Talvez o ponto divergente e importante do filme seja a jovem motorista do protagonista, uma mulher que exerce um dos ofícios mais masculinos possíveis segundo o imaginário patriarcal , a direção de um carro. No caso, o precioso Saab 900 do protagonista. Essa subversão dos papéis abre o espaço necessário para que a vida encontre seu ponto de equilíbrio entre presente, passado e futuro. Vamos à trama!

No filme temos Yusuke Kafuku, um ator e diretor de sucesso no teatro, casado com uma mulher muito bonita, com quem divide também o trabalho.  Cheia de segredos, Oto, a mulher, morre repentinamente. Kafuku se vê obrigado a seguir sua vida com muitas perguntas sobre seu relacionamento, todas sem respostas. O tempo passa, e ele permanece em luto.

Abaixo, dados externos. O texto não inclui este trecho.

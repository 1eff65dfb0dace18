use std::collections::BTreeMap;
use std::fs::{File, OpenOptions};
use std::io::{self, Read, Seek, SeekFrom, Write};
use std::path::PathBuf;
use std::sync::Mutex;

use byteorder::{ByteOrder, LittleEndian};
use core::DirLock;
use crc32c::crc32c;

use errors::*;


// On-disk frame: key, value length, crc32c of the value, value bytes
const FRAME_HEADER_SIZE: usize = 16;

/// Durable append-only record store
///
/// Every committed entry's payload is persisted here keyed by its 8-byte view-stamp key,
/// both for crash recovery and so the replay side can fetch records without touching the
/// circular log. Appends are synced before returning on the leader path
pub struct RecordStore {
	_lock: DirLock,

	inner: Mutex<StoreInner>,

	/// Sync every append (leader); followers ack before durability per the design
	sync_writes: bool
}

struct StoreInner {
	file: File,
	index: BTreeMap<u64, (u64, u32)>,
	write_offset: u64
}

impl RecordStore {
	pub fn open(path: PathBuf, sync_writes: bool) -> Result<RecordStore> {
		let lock = DirLock::open(&path)?;

		let file_path = path.join("records.log");
		let mut file = OpenOptions::new()
			.read(true).append(true).create(true)
			.open(&file_path)?;

		let (index, write_offset) = Self::build_index(&mut file)?;

		Ok(RecordStore {
			_lock: lock,
			inner: Mutex::new(StoreInner {
				file,
				index,
				write_offset
			}),
			sync_writes
		})
	}

	/// Scans the whole file, recovering the index; a torn tail frame (crash mid-append)
	/// is truncated away
	fn build_index(file: &mut File) -> Result<(BTreeMap<u64, (u64, u32)>, u64)> {
		let len = file.seek(SeekFrom::End(0))?;
		file.seek(SeekFrom::Start(0))?;

		let mut index = BTreeMap::new();
		let mut off = 0u64;

		while off + FRAME_HEADER_SIZE as u64 <= len {
			let mut hdr = [0u8; FRAME_HEADER_SIZE];
			file.read_exact(&mut hdr)?;

			let key = LittleEndian::read_u64(&hdr[0..8]);
			let vlen = LittleEndian::read_u32(&hdr[8..12]);
			let crc = LittleEndian::read_u32(&hdr[12..16]);

			if off + FRAME_HEADER_SIZE as u64 + vlen as u64 > len {
				break;
			}

			let mut value = vec![0u8; vlen as usize];
			file.read_exact(&mut value)?;

			if crc32c(&value) != crc {
				break;
			}

			index.insert(key, (off + FRAME_HEADER_SIZE as u64, vlen));
			off += FRAME_HEADER_SIZE as u64 + vlen as u64;
		}

		file.set_len(off)?;
		file.seek(SeekFrom::End(0))?;

		Ok((index, off))
	}

	pub fn store_record(&self, key: u64, value: &[u8]) -> Result<()> {
		let mut inner = self.inner.lock().unwrap();

		let mut hdr = [0u8; FRAME_HEADER_SIZE];
		LittleEndian::write_u64(&mut hdr[0..8], key);
		LittleEndian::write_u32(&mut hdr[8..12], value.len() as u32);
		LittleEndian::write_u32(&mut hdr[12..16], crc32c(value));

		inner.file.write_all(&hdr)?;
		inner.file.write_all(value)?;
		if self.sync_writes {
			inner.file.sync_data()?;
		}

		let off = inner.write_offset + FRAME_HEADER_SIZE as u64;
		inner.index.insert(key, (off, value.len() as u32));
		inner.write_offset = off + value.len() as u64;

		Ok(())
	}

	pub fn retrieve_record(&self, key: u64) -> Option<Vec<u8>> {
		let mut inner = self.inner.lock().unwrap();

		let (off, len) = match inner.index.get(&key) {
			Some(v) => *v,
			None => return None
		};

		let mut value = vec![0u8; len as usize];
		let res: io::Result<()> = (|| {
			inner.file.seek(SeekFrom::Start(off))?;
			inner.file.read_exact(&mut value)?;
			inner.file.seek(SeekFrom::End(0))?;
			Ok(())
		})();

		match res {
			Ok(()) => Some(value),
			Err(_) => None
		}
	}

	pub fn contains(&self, key: u64) -> bool {
		self.inner.lock().unwrap().index.contains_key(&key)
	}

	pub fn last_key(&self) -> Option<u64> {
		self.inner.lock().unwrap().index.keys().next_back().cloned()
	}

	/// Serializes every record in key order (snapshot transfer)
	pub fn dump_records<W: Write>(&self, out: &mut W) -> Result<()> {
		let mut inner = self.inner.lock().unwrap();

		let entries: Vec<(u64, (u64, u32))> =
			inner.index.iter().map(|(k, v)| (*k, *v)).collect();

		for (key, (off, len)) in entries {
			let mut value = vec![0u8; len as usize];
			inner.file.seek(SeekFrom::Start(off))?;
			inner.file.read_exact(&mut value)?;

			let mut hdr = [0u8; FRAME_HEADER_SIZE];
			LittleEndian::write_u64(&mut hdr[0..8], key);
			LittleEndian::write_u32(&mut hdr[8..12], len);
			LittleEndian::write_u32(&mut hdr[12..16], crc32c(&value));
			out.write_all(&hdr)?;
			out.write_all(&value)?;
		}

		inner.file.seek(SeekFrom::End(0))?;
		Ok(())
	}

	/// Loads a dump produced by dump_records, replacing nothing (append semantics:
	/// records already present keep their existing value, matching at-most-once keys)
	pub fn load_records<R: Read>(&self, input: &mut R) -> Result<()> {
		let mut data = vec![];
		input.read_to_end(&mut data)?;

		let mut off = 0usize;
		while off + FRAME_HEADER_SIZE <= data.len() {
			let key = LittleEndian::read_u64(&data[off..off + 8]);
			let vlen = LittleEndian::read_u32(&data[off + 8..off + 12]) as usize;
			let crc = LittleEndian::read_u32(&data[off + 12..off + 16]);
			off += FRAME_HEADER_SIZE;

			if off + vlen > data.len() {
				bail!("truncated record dump");
			}

			let value = &data[off..off + vlen];
			if crc32c(value) != crc {
				bail!("corrupt record dump");
			}
			off += vlen;

			if !self.contains(key) {
				self.store_record(key, value)?;
			}
		}

		Ok(())
	}
}


#[cfg(test)]
mod tests {
	use super::*;
	use std::env;

	fn tmp(name: &str) -> PathBuf {
		let dir = env::temp_dir().join(format!("apus-store-{}-{}", name, ::std::process::id()));
		let _ = ::std::fs::remove_dir_all(&dir);
		dir
	}

	#[test]
	fn store_then_retrieve() {
		let store = RecordStore::open(tmp("basic"), true).unwrap();

		store.store_record(7, b"seven").unwrap();
		store.store_record(9, b"nine").unwrap();

		assert_eq!(store.retrieve_record(7).unwrap(), b"seven");
		assert_eq!(store.retrieve_record(9).unwrap(), b"nine");
		assert_eq!(store.retrieve_record(8), None);
		assert_eq!(store.last_key(), Some(9));
	}

	#[test]
	fn index_rebuilds_on_reopen() {
		let dir = tmp("reopen");
		{
			let store = RecordStore::open(dir.clone(), true).unwrap();
			store.store_record(1, b"a").unwrap();
			store.store_record(2, b"bb").unwrap();
		}

		let store = RecordStore::open(dir, true).unwrap();
		assert_eq!(store.retrieve_record(1).unwrap(), b"a");
		assert_eq!(store.retrieve_record(2).unwrap(), b"bb");
	}

	#[test]
	fn torn_tail_is_truncated() {
		let dir = tmp("torn");
		{
			let store = RecordStore::open(dir.clone(), true).unwrap();
			store.store_record(1, b"good").unwrap();
		}

		// Simulate a crash mid-append
		{
			let mut file = OpenOptions::new().append(true)
				.open(dir.join("records.log")).unwrap();
			file.write_all(&[0xde, 0xad, 0xbe]).unwrap();
		}

		let store = RecordStore::open(dir, true).unwrap();
		assert_eq!(store.retrieve_record(1).unwrap(), b"good");
		assert_eq!(store.last_key(), Some(1));
	}

	#[test]
	fn dump_load_dump_is_identity() {
		let a = RecordStore::open(tmp("dump-a"), true).unwrap();
		a.store_record(5, b"five").unwrap();
		a.store_record(6, b"six").unwrap();

		let mut dump1 = vec![];
		a.dump_records(&mut dump1).unwrap();

		let b = RecordStore::open(tmp("dump-b"), true).unwrap();
		b.load_records(&mut &dump1[..]).unwrap();

		let mut dump2 = vec![];
		b.dump_records(&mut dump2).unwrap();

		assert_eq!(dump1, dump2);
	}
}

Ao aceitar dirigir uma peça no teatro de Hiroshima, conhece Misaki Watari, uma jovem motorista, com que terá que deixar seu carro. Apesar de suas dúvidas iniciais, uma relação muito especial se desenvolverá entre os dois.

Por que ver esse filme? Porque o filme toca fundo na alma humana. Sua capacidade de reproduzir a realidadedemonstrando que na vida nem todas histórias de amor possuem um final feliz e que o luto é sim um emaranhado de tristezatorna-o uma obra sincera, crua e sem fantasias. Drive My Car deve ser visto porque exalta a capacidade humana de perceber seus dilemas, seus problemas, suas dores e seguir em frente de maneira sincera. Sem apelar ao sentimentalismo barato, o filme apresenta os sentimentos contidos e reprimidos ao longo da vida, que são tão emocionantes quanto aqueles externados. Com Drive My Car o Japão provou que não veio ao Oscar de brincadeira. Boa sessão!